The phrase Public-Private Partnership goes back to the 1970s, some scholars even argue that the phenomenon of PPP goes much further back into history. However, PPP constructs a huge and an essential commercial activity in today’s world economies, a reality that legislators must establish regulatory provisions for; consequently, the Qatari legislator addressed the matter of PPP in Law number (12) of the year 2020 organising the partnership between public and private sector, an overview of PPPs and the aforementioned law will be introduced in this article.

Why Public-private partnership in Qatar?

  • To enhance the public sector’s ability into adapting new managerial strategies regarding national projects.
  • To develop the private sector in aspects of competition and contribution in strengthening the local economy.
  • To establish strong transparency policies.
  • To increase the credit ratings of projects.
  • To strengthen the co-operation between the public sector and the large, medium and small size enterprises.
  • To limit acts of monopoly and to increase the level of business standards.
  • Operating projects on economic fruitful basis, by experts and specialists.

Public-Private Partnership:

Generally speaking, PPP is a collaboration between a governmental entity and a private sector agency for the cause of financing, building or operating large-scale projects, moreover and referring to Law number (12) of 2020 article number (1) in particular is

an agreement between the Government Entity and the Private Sector for the implementation and financing of the works or the provision of services in accordance with the models set-out in article (3) of this law”

 Whereby the models previously mentioned in the article are:

  • Allocation of lands through a lease or a usufruct, for development by the Private Sector.
  • Build – Operate -Transfer (BOT)
  • Build -Transfer – Operate (BTO)
  • Build – Own – Operate -Transfer (BOOT)
  • Operation and Maintenance.
  • Any other model adopted by the Council of Ministers upon the proposal of the Minister.

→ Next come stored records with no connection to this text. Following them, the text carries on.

use std::path::PathBuf;
use std::time::Duration;

use anyhow::{Context, Result};

const DEFAULT_MAX_UPLOAD_BYTES: usize = 10 * 1024 * 1024;
const DEFAULT_REQUEST_TIMEOUT_SECS: u64 = 30;

/// Application configuration loaded from environment variables.
/// Every variable is optional; malformed values fail startup.
#[derive(Debug, Clone)]
pub struct Config {
    pub port: u16,
    pub rust_log: String,
    /// Newline-separated word list backing the optional lexicon.
    pub lexicon_path: Option<PathBuf>,
    pub max_upload_bytes: usize,
    pub request_timeout_secs: u64,
}

impl Default for Config {
    fn default() -> Self {
        Self {
            port: 8080,
            rust_log: "info".to_string(),
            lexicon_path: None,
            max_upload_bytes: DEFAULT_MAX_UPLOAD_BYTES,
            request_timeout_secs: DEFAULT_REQUEST_TIMEOUT_SECS,
        }
    }
}

impl Config {
    pub fn from_env() -> Result<Self> {
        dotenvy::dotenv().ok(); // load .env if present; ignore if missing

        let defaults = Config::default();
        Ok(Config {
            port: parse_env("PORT", defaults.port).context("PORT must be a valid port number")?,
            rust_log: std::env::var("RUST_LOG").unwrap_or(defaults.rust_log),
            lexicon_path: std::env::var("LEXICON_PATH")
                .ok()
                .filter(|p| !p.trim().is_empty())
                .map(PathBuf::from),
            max_upload_bytes: parse_env("MAX_UPLOAD_BYTES", defaults.max_upload_bytes)
                .context("MAX_UPLOAD_BYTES must be a byte count")?,
            request_timeout_secs: parse_env("REQUEST_TIMEOUT_SECS", defaults.request_timeout_secs)
                .context("REQUEST_TIMEOUT_SECS must be a number of seconds")?,
        })
    }

    pub fn request_timeout(&self) -> Duration {
        Duration::from_secs(self.request_timeout_secs)
    }
}

fn parse_env<T>(key: &str, default: T) -> Result<T>
where
    T: std::str::FromStr,
    T::Err: std::error::Error + Send + Sync + 'static,
{
    match std::env::var(key) {
        Ok(raw) => raw
            .trim()
            .parse::<T>()
            .with_context(|| format!("Environment variable '{key}' has invalid value '{raw}'")),
        Err(_) => Ok(default),
    }
}

#[cfg(test)]
mod tests {
    use super::*;

    #[test]
    fn test_defaults() {
        let config = Config::default();
        assert_eq!(config.port, 8080);
        assert_eq!(config.max_upload_bytes, 10 * 1024 * 1024);
        assert_eq!(config.request_timeout(), Duration::from_secs(30));
        assert!(config.lexicon_path.is_none());
    }

    #[test]
    fn test_parse_env_falls_back_when_unset() {
        let value: u16 = parse_env("INTAKE_TEST_SURELY_UNSET_VAR", 42).unwrap();
        assert_eq!(value, 42);
    }
}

In the first instance, it may appear that the Qatari legislator limited the models of possible PPPs in Qatar, whereas the legislator actually designed the provisions of this law in a distinguished flexible manner, as it is stated that any other model of a PPP may be adopted by the council of ministers upon the proposal of the concerned ministry’s minister.

Scope of application:

The legislator explicitly stated that any partnership between public and private sector shall abide to the provisions of this law, in addition to the general partnership policy, which is composed of partnership principles articulated by a “PPP Administration unit” at the Ministry of Commerce and Industry. However, and in accordance with the flexibility previously mentioned, the legislator left the space for exemptions regarding the application of this law by an approval of the council of ministers.

Administrative control:

As one of the main pillars in guaranteeing the success of any commercial activity is integrity, the PPP Qatari Law restricted preparing the project policy, examining tenders, negotiating project agreements and recommending the winning bidder to a separate committee formed for each project, this committee consists of representatives from the contracting authority, the PPP administrative unit and the state audit bureau. However, it is worth mentioning that its possible for a private sector agency to propose a project to the PPP administrative unit.

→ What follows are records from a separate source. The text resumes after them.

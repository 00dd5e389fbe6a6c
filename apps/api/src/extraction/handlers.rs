//! Axum route handlers for the profile extraction API.

use axum::{
    extract::{Multipart, State},
    Json,
};
use bytes::Bytes;
use serde::{Deserialize, Serialize};
use tracing::info;
use uuid::Uuid;

use crate::errors::AppError;
use crate::extraction::models::Extraction;
use crate::extraction::pdf::extract_pdf_text;
use crate::state::AppState;

const UPLOAD_FIELD: &str = "file";

#[derive(Debug, Deserialize)]
pub struct ExtractRequest {
    pub raw_text: String,
}

#[derive(Debug, Serialize)]
pub struct ExtractResponse {
    pub extraction_id: Uuid,
    #[serde(flatten)]
    pub extraction: Extraction,
}

impl From<Extraction> for ExtractResponse {
    fn from(extraction: Extraction) -> Self {
        Self {
            extraction_id: Uuid::new_v4(),
            extraction,
        }
    }
}

/// POST /api/v1/profiles/extract
///
/// Extracts a profile from text that was already decoded upstream.
pub async fn handle_extract_text(
    State(state): State<AppState>,
    Json(request): Json<ExtractRequest>,
) -> Result<Json<ExtractResponse>, AppError> {
    if request.raw_text.trim().is_empty() {
        return Err(AppError::Validation("raw_text cannot be empty".to_string()));
    }

    let extractor = state.extractor.clone();
    let extraction = tokio::task::spawn_blocking(move || extractor.extract(&request.raw_text))
        .await
        .map_err(anyhow::Error::from)??;

    let response = ExtractResponse::from(extraction);
    info!(
        "Text extraction {} finished with status {:?}",
        response.extraction_id, response.extraction.status
    );
    Ok(Json(response))
}

/// POST /api/v1/profiles/extract/pdf
///
/// Accepts a multipart upload with a `file` field holding a PDF, decodes it
/// and extracts a profile.
pub async fn handle_extract_pdf(
    State(state): State<AppState>,
    mut multipart: Multipart,
) -> Result<Json<ExtractResponse>, AppError> {
    let pdf = read_upload(&mut multipart).await?;

    let extractor = state.extractor.clone();
    let extraction = tokio::task::spawn_blocking(move || -> Result<Extraction, AppError> {
        let text = extract_pdf_text(&pdf)?;
        Ok(extractor.extract(&text)?)
    })
    .await
    .map_err(anyhow::Error::from)??;

    let response = ExtractResponse::from(extraction);
    info!(
        "PDF extraction {} finished with status {:?}",
        response.extraction_id, response.extraction.status
    );
    Ok(Json(response))
}

async fn read_upload(multipart: &mut Multipart) -> Result<Bytes, AppError> {
    while let Some(field) = multipart
        .next_field()
        .await
        .map_err(|e| AppError::Validation(format!("Malformed multipart body: {e}")))?
    {
        if field.name() == Some(UPLOAD_FIELD) {
            return field
                .bytes()
                .await
                .map_err(|e| AppError::Validation(format!("Failed to read upload: {e}")));
        }
    }
    Err(AppError::Validation(format!(
        "Multipart body has no '{UPLOAD_FIELD}' field"
    )))
}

In Articles (7-16) the Legislator points, in detail, a various number of measures and preparations that governmental entities must abide by, such as preparing a business case for each project and the regulation of tenders. In addition, provisions of article (27) clarify that regarding PPP tenders only the provisions of this law apply without considering the Law on the Regulations of Tenders and Bids and the State’s Fiscal System Law.

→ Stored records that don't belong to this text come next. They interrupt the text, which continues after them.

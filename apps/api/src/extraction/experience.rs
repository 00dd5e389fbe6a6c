//! Experience segmentor. Splits the experience section into role blocks.
//!
//! A line carrying a year is a role's date line and the line right before it
//! is the role title. Everything else is description. The previous line is
//! held in a one-slot buffer so it can still become a title when the next
//! line turns out to be a date.

use std::sync::LazyLock;

use regex::Regex;
use tracing::debug;

use crate::extraction::models::{DateRange, RoleBlock};

static YEAR_RE: LazyLock<Regex> =
    LazyLock::new(|| Regex::new(r"\b(?:19|20)\d{2}\b").expect("static regex must compile"));
static PRESENT_RE: LazyLock<Regex> = LazyLock::new(|| {
    Regex::new(r"(?i)\b(?:present|current|now)\b").expect("static regex must compile")
});

pub fn contains_year(line: &str) -> bool {
    YEAR_RE.is_match(line)
}

/// Every year token in `text`, in order of appearance.
pub fn years_in(text: &str) -> Vec<i32> {
    YEAR_RE
        .find_iter(text)
        .filter_map(|m| m.as_str().parse().ok())
        .collect()
}

/// Parses `2019`, `2019 - 2021`, `January 2019 - Present (5 years)`.
///
/// "Present" resolves to `current_year`. A single year is a one-year range.
/// Ranges that end before they start are dropped.
pub fn parse_date_range(text: &str, current_year: i32) -> Option<DateRange> {
    let years = years_in(text);
    let start_year = *years.first()?;

    let (end_year, is_current) = if PRESENT_RE.is_match(text) {
        (current_year, true)
    } else {
        (years.get(1).copied().unwrap_or(start_year), false)
    };

    if start_year > end_year {
        debug!("Dropping inverted date range '{}'", text);
        return None;
    }

    Some(DateRange {
        start_year,
        end_year,
        is_current,
    })
}

/// Career span: latest end year minus earliest start year across all roles.
pub fn years_of_experience(roles: &[RoleBlock]) -> u32 {
    let ranges: Vec<&DateRange> = roles.iter().filter_map(|r| r.date_range.as_ref()).collect();
    let Some(earliest) = ranges.iter().map(|r| r.start_year).min() else {
        return 0;
    };
    let latest = ranges.iter().map(|r| r.end_year).max().unwrap_or(earliest);
    (latest - earliest).max(0) as u32
}

#[derive(Debug)]
pub struct ExperienceSegmentor {
    current_year: i32,
    current: RoleBlock,
    previous_line: Option<String>,
    /// The last line read was the open block's date line.
    last_was_date: bool,
    roles: Vec<RoleBlock>,
}

impl ExperienceSegmentor {
    pub fn new(current_year: i32) -> Self {
        Self {
            current_year,
            current: RoleBlock::default(),
            previous_line: None,
            last_was_date: false,
            roles: Vec::new(),
        }
    }

    /// A year line directly after the block's date line belongs to its body
    /// rather than starting a role with no title.
    pub fn accept(&mut self, line: &str) {
        if contains_year(line) && !self.last_was_date {
            self.open_role(line);
            self.last_was_date = true;
            return;
        }
        self.last_was_date = false;
        if let Some(prev) = self.previous_line.replace(line.to_string()) {
            append_description(&mut self.current, &prev);
        }
    }

    /// Flushes the open block when a header ends the section. The segmentor
    /// can be re-entered if another experience header follows.
    pub fn close(&mut self) {
        self.last_was_date = false;
        if let Some(prev) = self.previous_line.take() {
            append_description(&mut self.current, &prev);
        }
        self.flush();
    }

    pub fn finish(mut self) -> Vec<RoleBlock> {
        self.close();
        self.roles
    }

    fn open_role(&mut self, date_line: &str) {
        let title = self.previous_line.take().unwrap_or_default();

        // Text seen before any date line (usually the employer) leads into
        // the first role instead of standing as a role of its own.
        let lead_in = if self.current.date_range_text.is_empty() {
            std::mem::take(&mut self.current.description)
        } else {
            self.flush();
            String::new()
        };

        self.current = RoleBlock {
            title,
            date_range_text: date_line.to_string(),
            description: lead_in,
            date_range: parse_date_range(date_line, self.current_year),
        };
    }

    fn flush(&mut self) {
        let block = std::mem::take(&mut self.current);
        if block.is_open() {
            debug!(
                "Flushed role '{}' ({})",
                block.title.trim(),
                block.date_range_text.trim()
            );
            self.roles.push(RoleBlock {
                title: block.title.trim().to_string(),
                date_range_text: block.date_range_text.trim().to_string(),
                description: block.description.trim().to_string(),
                date_range: block.date_range,
            });
        }
    }
}

fn append_description(block: &mut RoleBlock, line: &str) {
    if !block.description.is_empty() {
        block.description.push(' ');
    }
    block.description.push_str(line);
}
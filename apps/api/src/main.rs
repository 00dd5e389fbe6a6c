mod config;
mod errors;
mod extraction;
mod routes;
mod state;

use std::net::SocketAddr;
use std::sync::Arc;

use anyhow::{Context, Result};
use tower::ServiceBuilder;
use tower_http::{cors::CorsLayer, timeout::TimeoutLayer, trace::TraceLayer};
use tracing::info;
use tracing_subscriber::{layer::SubscriberExt, util::SubscriberInitExt, EnvFilter};

use crate::config::Config;
use crate::extraction::extractor::ProfileExtractor;
use crate::extraction::names::{HeuristicNameRecognizer, Lexicon, WordListLexicon};
use crate::routes::build_router;
use crate::state::AppState;

#[tokio::main]
async fn main() -> Result<()> {
    let config = Config::from_env()?;

    // Initialize structured logging
    tracing_subscriber::registry()
        .with(EnvFilter::try_from_default_env().unwrap_or_else(|_| {
            EnvFilter::new(format!("{}={}", env!("CARGO_CRATE_NAME"), &config.rust_log))
        }))
        .with(tracing_subscriber::fmt::layer())
        .init();

    info!("Starting Intake API v{}", env!("CARGO_PKG_VERSION"));

    let extractor = Arc::new(build_extractor(&config)?);
    info!(
        "Profile extractor initialized (max upload {} bytes, timeout {}s)",
        config.max_upload_bytes, config.request_timeout_secs
    );

    let state = AppState {
        config: config.clone(),
        extractor,
    };

    let app = build_router(state).layer(
        ServiceBuilder::new()
            .layer(TraceLayer::new_for_http())
            .layer(TimeoutLayer::new(config.request_timeout()))
            .layer(CorsLayer::permissive()), // TODO: restrict origins to the intake dashboard host
    );

    let addr: SocketAddr = format!("0.0.0.0:{}", config.port).parse()?;
    info!("Listening on {addr}");

    let listener = tokio::net::TcpListener::bind(addr).await?;
    axum::serve(listener, app).await?;

    Ok(())
}

/// Builds the name recognizer, backed by the word list when `LEXICON_PATH`
/// is set. A configured but unreadable word list fails startup.
fn build_extractor(config: &Config) -> Result<ProfileExtractor> {
    let recognizer = match &config.lexicon_path {
        Some(path) => {
            let lexicon: Arc<dyn Lexicon> = Arc::new(
                WordListLexicon::load(path)
                    .with_context(|| format!("Failed to load lexicon from {}", path.display()))?,
            );
            HeuristicNameRecognizer::with_lexicon(lexicon)
        }
        None => {
            info!("LEXICON_PATH not set; name detection runs without a lexicon");
            HeuristicNameRecognizer::new()
        }
    };

    Ok(ProfileExtractor::new(Arc::new(recognizer)))
}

Public-Private Partnership Project Contract:

In a preventive step, Article (17) of the PPP Law identified the components that must be included in any PPP contract, protecting both parties from any contract-oriented disputes that may arise, in addition to limiting the duration of the contract to 30 years as a general rule, an exception of extending the duration or renewing the contract is allowed in favour of public interest and may be approved by the Prime Minister. The ownership of the project and its assets reverts to the state of Qatar after the end of the contract’s duration, unless agreed otherwise in the project contract. Last but not least, the PPP contract must be governed by the laws of Qatar exclusively and the courts of Qatar shall have the Jurisdiction upon any dispute unless there is an agreement on an alternative resolution method that require the Prime Minister’s approval.

The Project Company:

Partnerships between the public and private sectors may be in a form of a project company, project’s company sole purpose is the implementation of the project under the partnership contract, however the contribution of the contracting authority in the project company is not compulsory and even the project company may not be established if the contracting authority validated the ability of the successful bidder in implementing a project without requiring to establish a project company. The project company is allowed to obtain loans from national or international banks and to derive a financial return out of projects, furthermore the legislator gave project companies an advantage where these companies may be exempted from restrictions imposed on companies owned by non-Qatari nationals including ownership, usufruct or lease of real estate. Project companies may construct a threat to an economy if not regulated in a proper manner, these regulations were initiated in articles (24, 25), where the legislator introduced a set of boundaries and standards for the project company willing to operate on Qatari lands.